Stored data:

______

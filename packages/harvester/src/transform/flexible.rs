//! Schema-agnostic dispatch for repositories that mix metadata standards.

use tracing::debug;

use crate::classifier::{classify, schema_location};
use crate::document::CanonicalDocument;
use crate::error::{HarvesterError, Result};
use crate::record::RawRecord;
use crate::schema::MetadataSchema;
use crate::transform::{
    DataCite2Mapper, DataCite3Mapper, DataCite4Mapper, DublinCoreMapper, FieldMapper,
    Iso19139Mapper, TransformContext,
};
use crate::xml::Element;

/// Routes every record to the mapper of the schema it declares.
#[derive(Debug, Default, Clone, Copy)]
pub struct FlexibleMapper {
    datacite2: DataCite2Mapper,
    datacite3: DataCite3Mapper,
    datacite4: DataCite4Mapper,
    dublin_core: DublinCoreMapper,
    iso19139: Iso19139Mapper,
}

impl FlexibleMapper {
    fn mapper(&self, schema: MetadataSchema) -> &dyn FieldMapper {
        match schema {
            MetadataSchema::DataCite2 => &self.datacite2,
            MetadataSchema::DataCite3 => &self.datacite3,
            MetadataSchema::DataCite4 => &self.datacite4,
            MetadataSchema::DublinCore => &self.dublin_core,
            MetadataSchema::Iso19139 => &self.iso19139,
        }
    }
}

impl FieldMapper for FlexibleMapper {
    fn name(&self) -> &'static str {
        "flexible"
    }

    fn map_fields(
        &self,
        record: &RawRecord,
        metadata: &Element,
        context: &TransformContext,
        doc: &mut CanonicalDocument,
    ) -> Result<()> {
        let Some(schema) = classify(record) else {
            return Err(HarvesterError::UnknownSchema {
                identifier: record.identifier().to_string(),
                schema_location: schema_location(record).map(str::to_string),
            });
        };

        debug!(identifier = %record.identifier(), schema = %schema, "Classified record");
        self.mapper(schema).map_fields(record, metadata, context, doc)
    }
}
//! HTTP access to OAI-PMH repositories.
//!
//! The record extraction engine only sees the [`Fetcher`] trait; the
//! reqwest-backed [`HttpFetcher`] and the shared [`CachingFetcher`] are the
//! production implementations.

use std::collections::HashMap;
use std::sync::{Arc, RwLock};
use std::thread;
use std::time::Duration;

use reqwest::blocking::Client;

use crate::config::HTTP_TIMEOUT_SECS;
use crate::error::{HarvesterError, Result};

/// User agent string identifying this harvester.
const USER_AGENT: &str = concat!("oaipmh-harvester/", env!("CARGO_PKG_VERSION"));

/// Maximum number of retry attempts for transient failures.
const MAX_RETRIES: u32 = 3;

/// Base delay for exponential backoff (milliseconds).
const RETRY_BASE_DELAY_MS: u64 = 500;

/// Source of response bodies for OAI-PMH requests.
pub trait Fetcher: Send + Sync {
    /// Fetch the body of `url` as text.
    fn fetch(&self, url: &str) -> Result<String>;
}

impl<F: Fetcher + ?Sized> Fetcher for Arc<F> {
    fn fetch(&self, url: &str) -> Result<String> {
        (**self).fetch(url)
    }
}

impl<F: Fetcher + ?Sized> Fetcher for &F {
    fn fetch(&self, url: &str) -> Result<String> {
        (**self).fetch(url)
    }
}

/// Create a configured HTTP client.
pub fn create_client() -> Result<Client> {
    let client = Client::builder()
        .timeout(Duration::from_secs(HTTP_TIMEOUT_SECS))
        .user_agent(USER_AGENT)
        .build()?;
    Ok(client)
}

/// Download content from a URL with retry logic.
///
/// Uses exponential backoff for transient failures (network errors, 5xx responses).
pub fn download_bytes(client: &Client, url: &str) -> Result<Vec<u8>> {
    let mut last_error: Option<String> = None;

    for attempt in 0..MAX_RETRIES {
        if attempt > 0 {
            // Exponential backoff: 500ms, 1000ms, 2000ms
            let delay = RETRY_BASE_DELAY_MS * (1 << (attempt - 1));
            tracing::debug!(attempt, delay_ms = delay, "Retrying after delay");
            thread::sleep(Duration::from_millis(delay));
        }

        match client.get(url).send() {
            Ok(response) => {
                let status = response.status();

                if status.is_server_error() {
                    tracing::warn!(
                        url,
                        status = %status,
                        attempt = attempt + 1,
                        max_retries = MAX_RETRIES,
                        "Server error, will retry"
                    );
                    last_error = Some(format!("Server error: {status}"));
                    continue;
                }

                // Client errors (4xx) won't succeed on retry
                let response = response.error_for_status()?;
                let bytes = response.bytes()?;
                return Ok(bytes.to_vec());
            }
            Err(e) => {
                if e.is_connect() || e.is_timeout() {
                    tracing::warn!(
                        url,
                        error = %e,
                        attempt = attempt + 1,
                        max_retries = MAX_RETRIES,
                        "Connection error, will retry"
                    );
                    last_error = Some(e.to_string());
                    continue;
                }
                return Err(HarvesterError::Http(e));
            }
        }
    }

    Err(HarvesterError::RetriesExhausted {
        attempts: MAX_RETRIES,
        message: last_error.unwrap_or_else(|| "Unknown error".to_string()),
    })
}

/// Decode a response body, replacing invalid UTF-8 sequences.
pub fn bytes_to_string(bytes: &[u8], context: &str) -> String {
    match String::from_utf8(bytes.to_vec()) {
        Ok(text) => text,
        Err(_) => {
            tracing::warn!(context, "Response is not valid UTF-8, decoding lossily");
            String::from_utf8_lossy(bytes).into_owned()
        }
    }
}

/// Fetcher performing blocking HTTP GET requests.
#[derive(Debug, Clone)]
pub struct HttpFetcher {
    client: Client,
}

impl HttpFetcher {
    /// Create a fetcher with the default client configuration.
    pub fn new() -> Result<Self> {
        Ok(Self {
            client: create_client()?,
        })
    }

    /// Create a fetcher around an existing client.
    #[must_use]
    pub fn with_client(client: Client) -> Self {
        Self { client }
    }
}

impl Fetcher for HttpFetcher {
    fn fetch(&self, url: &str) -> Result<String> {
        tracing::debug!(url, "GET");
        let bytes = download_bytes(&self.client, url)?;
        Ok(bytes_to_string(&bytes, url))
    }
}

/// Response cache shared between harvest runs.
///
/// Successful responses are kept by URL. Lookups take a read lock, so
/// concurrent runs only contend when a new response is stored.
pub struct CachingFetcher<F> {
    inner: F,
    cache: RwLock<HashMap<String, Arc<str>>>,
}

impl<F: Fetcher> CachingFetcher<F> {
    #[must_use]
    pub fn new(inner: F) -> Self {
        Self {
            inner,
            cache: RwLock::new(HashMap::new()),
        }
    }

    /// Number of cached responses.
    #[must_use]
    pub fn len(&self) -> usize {
        self.cache.read().map(|c| c.len()).unwrap_or(0)
    }

    #[must_use]
    pub fn is_empty(&self) -> bool {
        self.len() == 0
    }

    /// Drop all cached responses.
    pub fn clear(&self) {
        if let Ok(mut cache) = self.cache.write() {
            cache.clear();
        }
    }
}

impl<F: Fetcher> Fetcher for CachingFetcher<F> {
    fn fetch(&self, url: &str) -> Result<String> {
        if let Ok(cache) = self.cache.read() {
            if let Some(body) = cache.get(url) {
                tracing::debug!(url, "Cache hit");
                return Ok(body.to_string());
            }
        }

        let body = self.inner.fetch(url)?;
        if let Ok(mut cache) = self.cache.write() {
            cache.insert(url.to_string(), Arc::from(body.as_str()));
        }
        Ok(body)
    }
}

#[cfg(test)]
mod tests {
    use super::*;
    use std::sync::atomic::{AtomicUsize, Ordering};

    struct CountingFetcher {
        calls: AtomicUsize,
    }

    impl Fetcher for CountingFetcher {
        fn fetch(&self, url: &str) -> Result<String> {
            self.calls.fetch_add(1, Ordering::SeqCst);
            Ok(format!("<body url=\"{url}\"/>"))
        }
    }

    #[test]
    fn test_create_client() {
        let client = create_client();
        assert!(client.is_ok());
    }

    #[test]
    fn test_bytes_to_string_lossy() {
        assert_eq!(bytes_to_string(b"abc", "test"), "abc");
        assert_eq!(bytes_to_string(&[0x61, 0xff, 0x62], "test"), "a\u{fffd}b");
    }

    #[test]
    fn test_caching_fetcher_reuses_responses() {
        let fetcher = CachingFetcher::new(CountingFetcher {
            calls: AtomicUsize::new(0),
        });

        let first = fetcher.fetch("https://example.org/a").unwrap();
        let second = fetcher.fetch("https://example.org/a").unwrap();
        fetcher.fetch("https://example.org/b").unwrap();

        assert_eq!(first, second);
        assert_eq!(fetcher.inner.calls.load(Ordering::SeqCst), 2);
        assert_eq!(fetcher.len(), 2);

        fetcher.clear();
        assert!(fetcher.is_empty());
    }
}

______

■ **Exercise details**
Reply with the number of lines in the data that include the string "FlexibleMapper" and nothing else.

■ **Answer space**
3